Future improvements: replacement in vitro methods.
ILAR Journal, 43(Suppl.), S69-S73
Revolutions in thinking and practice are essential in regulatory toxicology if genuine protection of human beings and the environment is truly to be improved. New test development is the key: Tests should have greater relevance than the current animal procedures based on (1) a mechanistic understanding of the basis of the test method itself and of the toxic phenomenon of concern, (2) taking advantage of new developments in cell and molecular biology and computer systems of various kinds, and (3) a clear understanding of the value of good prediction models. In the not-too-distant future, current research in genomics, proteomics, and metabolomics should provide opportunities for the development of valuable new tests.

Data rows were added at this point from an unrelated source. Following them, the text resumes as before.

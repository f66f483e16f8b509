use std::sync::atomic::{AtomicUsize, Ordering};
use std::sync::Arc;
use std::time::{Duration, Instant};

use agentmesh::error::McpError;
use agentmesh::mcp::{
    AgentIdentity, AgentType, McpAgentServer, McpClient, RetryPolicy, RpcRequest, ToolDefinition,
    ToolRegistry,
};
use serde_json::{json, Value};

async fn start_server() -> McpAgentServer {
    let identity = AgentIdentity::new("tester-agent", AgentType::Tester);
    let mut server = McpAgentServer::new(identity, "127.0.0.1", 0, ToolRegistry::new());
    server.register_tool(ToolDefinition::new("echo", "Return arguments"), |args| async move {
        Ok::<_, anyhow::Error>(args)
    });
    server.start().await.unwrap();
    server
}

/// Register a tool that fails `failures` times before succeeding; returns the call counter.
fn register_flaky(server: &McpAgentServer, failures: usize) -> Arc<AtomicUsize> {
    let calls = Arc::new(AtomicUsize::new(0));
    let counter = calls.clone();
    server.register_tool(ToolDefinition::new("flaky", "Fails a few times"), move |_args| {
        let attempt = counter.fetch_add(1, Ordering::SeqCst) + 1;
        async move {
            if attempt <= failures {
                anyhow::bail!("attempt {attempt} failed");
            }
            Ok(json!({ "attempt": attempt }))
        }
    });
    calls
}

#[tokio::test]
async fn test_connect_and_call_tool() {
    let mut server = start_server().await;
    let client = McpClient::new("pm-agent", server.base_url());

    client.connect().await.unwrap();
    assert!(client.is_connected());

    let result = client.call_tool("echo", json!({"hello": "world"})).await.unwrap();
    assert_eq!(result, json!({"hello": "world"}));

    let pong = client.send_request(RpcRequest::new("ping")).await.unwrap();
    assert_eq!(pong["agentId"], "tester-agent");

    client.disconnect();
    assert!(!client.is_connected());
    server.stop().await;
}

#[tokio::test]
async fn test_connect_failure_is_wrapped() {
    let mut server = start_server().await;
    let url = server.base_url();
    server.stop().await;

    let client = McpClient::new("pm-agent", url).with_timeout(Duration::from_secs(2));
    let err = client.connect().await.unwrap_err();
    assert!(err.is_connection());
    assert!(err.to_string().contains("liveness probe failed"));
    assert!(!client.is_connected());
}

#[tokio::test]
async fn test_remote_error_surfaces_code() {
    let mut server = start_server().await;
    let client = McpClient::new("pm-agent", server.base_url());
    client.connect().await.unwrap();

    let err = client.call_tool("missing", Value::Null).await.unwrap_err();
    match err {
        McpError::Remote { code, message } => {
            assert_eq!(code, -32603);
            assert!(message.contains("Tool not found"));
        }
        other => panic!("expected remote error, got {other}"),
    }
    server.stop().await;
}

#[tokio::test]
async fn test_retry_with_backoff_succeeds_on_third_attempt() {
    let mut server = start_server().await;
    let calls = register_flaky(&server, 2);
    let client = McpClient::new("pm-agent", server.base_url());
    client.connect().await.unwrap();

    let start = Instant::now();
    let result = client
        .send_request_with_retry(
            RpcRequest::tool_call("flaky", json!({})),
            RetryPolicy {
                max_retries: 3,
                backoff_ms: 100,
            },
        )
        .await
        .unwrap();
    let elapsed = start.elapsed();

    assert_eq!(result, json!({"attempt": 3}));
    assert_eq!(calls.load(Ordering::SeqCst), 3);
    assert!(elapsed >= Duration::from_millis(300), "took {elapsed:?}");
    server.stop().await;
}

#[tokio::test]
async fn test_retry_exhaustion_returns_last_error() {
    let mut server = start_server().await;
    let calls = register_flaky(&server, usize::MAX);
    let client = McpClient::new("pm-agent", server.base_url());
    client.connect().await.unwrap();

    let err = client
        .send_request_with_retry(
            RpcRequest::tool_call("flaky", json!({})),
            RetryPolicy {
                max_retries: 2,
                backoff_ms: 10,
            },
        )
        .await
        .unwrap_err();

    assert!(err.to_string().contains("attempt 2 failed"));
    assert_eq!(calls.load(Ordering::SeqCst), 2);
    server.stop().await;
}

#[tokio::test]
async fn test_request_timeout() {
    let mut server = start_server().await;
    server.register_tool(ToolDefinition::new("slow", "Sleeps"), |_args| async {
        tokio::time::sleep(Duration::from_secs(3)).await;
        Ok::<_, anyhow::Error>(Value::Null)
    });
    let client = McpClient::new("pm-agent", server.base_url()).with_timeout(Duration::from_millis(200));
    client.connect().await.unwrap();

    let err = client.call_tool("slow", json!({})).await.unwrap_err();
    assert!(matches!(err, McpError::Timeout { .. }), "got {err}");
    assert!(err.to_string().contains("timeout"));
    server.stop().await;
}
impl McpAgentServer {
    /// Create a server for `identity` that will listen on `host:port`.
    ///
    /// Port 0 binds an ephemeral port; the chosen port is available from
    /// [`McpAgentServer::port`] after [`McpAgentServer::start`]. The built-in
    /// `ping` and `getStatus` tools are registered immediately.
    pub fn new(identity: AgentIdentity, host: &str, port: u16, registry: ToolRegistry) -> Self {
        let capabilities = identity
            .agent_type
            .default_capabilities()
            .iter()
            .map(|c| c.to_string())
            .collect();

        let state = Arc::new(ServerState {
            identity,
            capabilities: Mutex::new(capabilities),
            tools: Mutex::new(HashMap::new()),
            registry,
            running: AtomicBool::new(false),
            port: AtomicU16::new(port),
            created_at: Instant::now(),
        });

        let server = Self {
            state,
            host: host.to_string(),
            port,
            shutdown: None,
            task: None,
            local_addr: None,
        };
        server.register_builtin_tools();
        server
    }

    /// Replace the static capability list advertised on `/capabilities`.
    pub fn with_capabilities(self, capabilities: Vec<String>) -> Self {
        *self.state.capabilities.lock().unwrap() = capabilities;
        self
    }

    pub fn identity(&self) -> &AgentIdentity {
        &self.state.identity
    }

    /// Register (or replace) a tool. The definition's name is the tool name.
    ///
    /// Safe to call while the server is running; the next request sees it.
    pub fn register_tool<F, Fut>(&self, definition: ToolDefinition, handler: F)
    where
        F: Fn(Value) -> Fut + Send + Sync + 'static,
        Fut: Future<Output = anyhow::Result<Value>> + Send + 'static,
    {
        self.register_tool_handler(definition, tool_handler(handler));
    }

    pub fn register_tool_handler(&self, mut definition: ToolDefinition, handler: ToolHandler) {
        let agent_id = &self.state.identity.agent_id;
        definition.agent_id = agent_id.clone();
        let name = definition.name.clone();

        self.state
            .registry
            .register_agent_tool(agent_id, &name, definition.clone());

        let mut tools = self.state.tools.lock().unwrap();
        tools.insert(name, RegisteredTool { definition, handler });
    }

    /// Remove a tool. Returns `true` if it was registered.
    pub fn unregister_tool(&self, name: &str) -> bool {
        self.state
            .registry
            .unregister_agent_tool(&self.state.identity.agent_id, name);
        self.state.tools.lock().unwrap().remove(name).is_some()
    }

    /// Sorted names of all registered tools.
    pub fn tool_names(&self) -> Vec<String> {
        sorted_tool_names(&self.state)
    }

    pub fn is_running(&self) -> bool {
        self.state.running.load(Ordering::SeqCst)
    }

    /// The bound port once started, otherwise the configured one.
    pub fn port(&self) -> u16 {
        self.state.port.load(Ordering::SeqCst)
    }

    pub fn local_addr(&self) -> Option<SocketAddr> {
        self.local_addr
    }

    /// Base URL peers use to reach this server, e.g. `http://127.0.0.1:3001`.
    pub fn base_url(&self) -> String {
        format!("http://{}:{}", self.host, self.port())
    }

    /// Bind the listener and start serving in a background task.
    pub async fn start(&mut self) -> Result<SocketAddr, McpError> {
        if let Some(addr) = self.local_addr.filter(|_| self.is_running()) {
            return Ok(addr);
        }

        let bind_addr = format!("{}:{}", self.host, self.port);
        let listener = tokio::net::TcpListener::bind(&bind_addr)
            .await
            .map_err(|e| McpError::Connection {
                url: bind_addr.clone(),
                message: format!("failed to bind listener: {e}"),
            })?;
        let addr = listener.local_addr().map_err(|e| McpError::Connection {
            url: bind_addr.clone(),
            message: e.to_string(),
        })?;

        // Tools may have been dropped from the registry by a previous stop().
        {
            let tools = self.state.tools.lock().unwrap();
            for (name, tool) in tools.iter() {
                self.state.registry.register_agent_tool(
                    &self.state.identity.agent_id,
                    name,
                    tool.definition.clone(),
                );
            }
        }

        self.state.port.store(addr.port(), Ordering::SeqCst);
        self.state.running.store(true, Ordering::SeqCst);

        let token = CancellationToken::new();
        let signal = token.clone();
        let app = router(self.state.clone());
        let agent_id = self.state.identity.agent_id.clone();

        let task = tokio::spawn(async move {
            let serve = axum::serve(listener, app)
                .with_graceful_shutdown(async move { signal.cancelled().await });
            if let Err(e) = serve.await {
                tracing::error!(agent_id = %agent_id, "MCP server error: {e}");
            }
        });

        tracing::info!(
            agent_id = %self.state.identity.agent_id,
            agent_type = %self.state.identity.agent_type,
            %addr,
            "MCP server listening"
        );

        self.shutdown = Some(token);
        self.task = Some(task);
        self.local_addr = Some(addr);
        Ok(addr)
    }

    /// Stop serving and release the port.
    ///
    /// Returns only after the listener task has finished, so the port can be
    /// rebound immediately. The agent's tools are removed from the registry.
    pub async fn stop(&mut self) {
        self.state.running.store(false, Ordering::SeqCst);

        if let Some(token) = self.shutdown.take() {
            token.cancel();
        }

        if let Some(mut task) = self.task.take() {
            if tokio::time::timeout(SHUTDOWN_GRACE, &mut task).await.is_err() {
                tracing::warn!(
                    agent_id = %self.state.identity.agent_id,
                    "MCP server did not drain in time, aborting"
                );
                task.abort();
                let _ = task.await;
            }
        }

        let removed = self
            .state
            .registry
            .unregister_agent(&self.state.identity.agent_id);
        self.local_addr = None;
        tracing::info!(
            agent_id = %self.state.identity.agent_id,
            tools_removed = removed,
            "MCP server stopped"
        );
    }

    fn register_builtin_tools(&self) {
        self.register_tool(
            ToolDefinition::new("ping", "Liveness check; returns pong").tag("builtin"),
            |_args| async { Ok::<_, anyhow::Error>(json!({ "pong": true, "timestamp": now_iso() })) },
        );

        let weak = Arc::downgrade(&self.state);
        self.register_tool(
            ToolDefinition::new("getStatus", "Report the agent's server status").tag("builtin"),
            move |_args| {
                let state = weak.upgrade();
                async move {
                    let state = state.ok_or_else(|| anyhow::anyhow!("server has been dropped"))?;
                    Ok::<_, anyhow::Error>(json!({
                        "agentId": state.identity.agent_id,
                        "agentType": state.identity.agent_type,
                        "running": state.running.load(Ordering::SeqCst),
                        "port": state.port.load(Ordering::SeqCst),
                        "uptimeSeconds": state.created_at.elapsed().as_secs(),
                        "tools": sorted_tool_names(&state),
                    }))
                }
            },
        );
    }
}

An inescapable requirement of tests intended to be used for regulatory purposes is validation (i.e., an independent assessment of relevance and reliability for stated purposes according to internationally agreed-upon criteria). However, there is no standard validation scheme; a case-by-case approach is essential. It is important to take advantage of experience, which reveals that prevalidation makes formal validation studies faster, less expensive, and more likely to succeed, and that the procedures for independent assessment used by the European Centre for the Validation of Alternative Methods (ECVAM) and the Interagency Coordinating Committee for the Validation of Alternative Methods (ICCVAM) are effective in practice.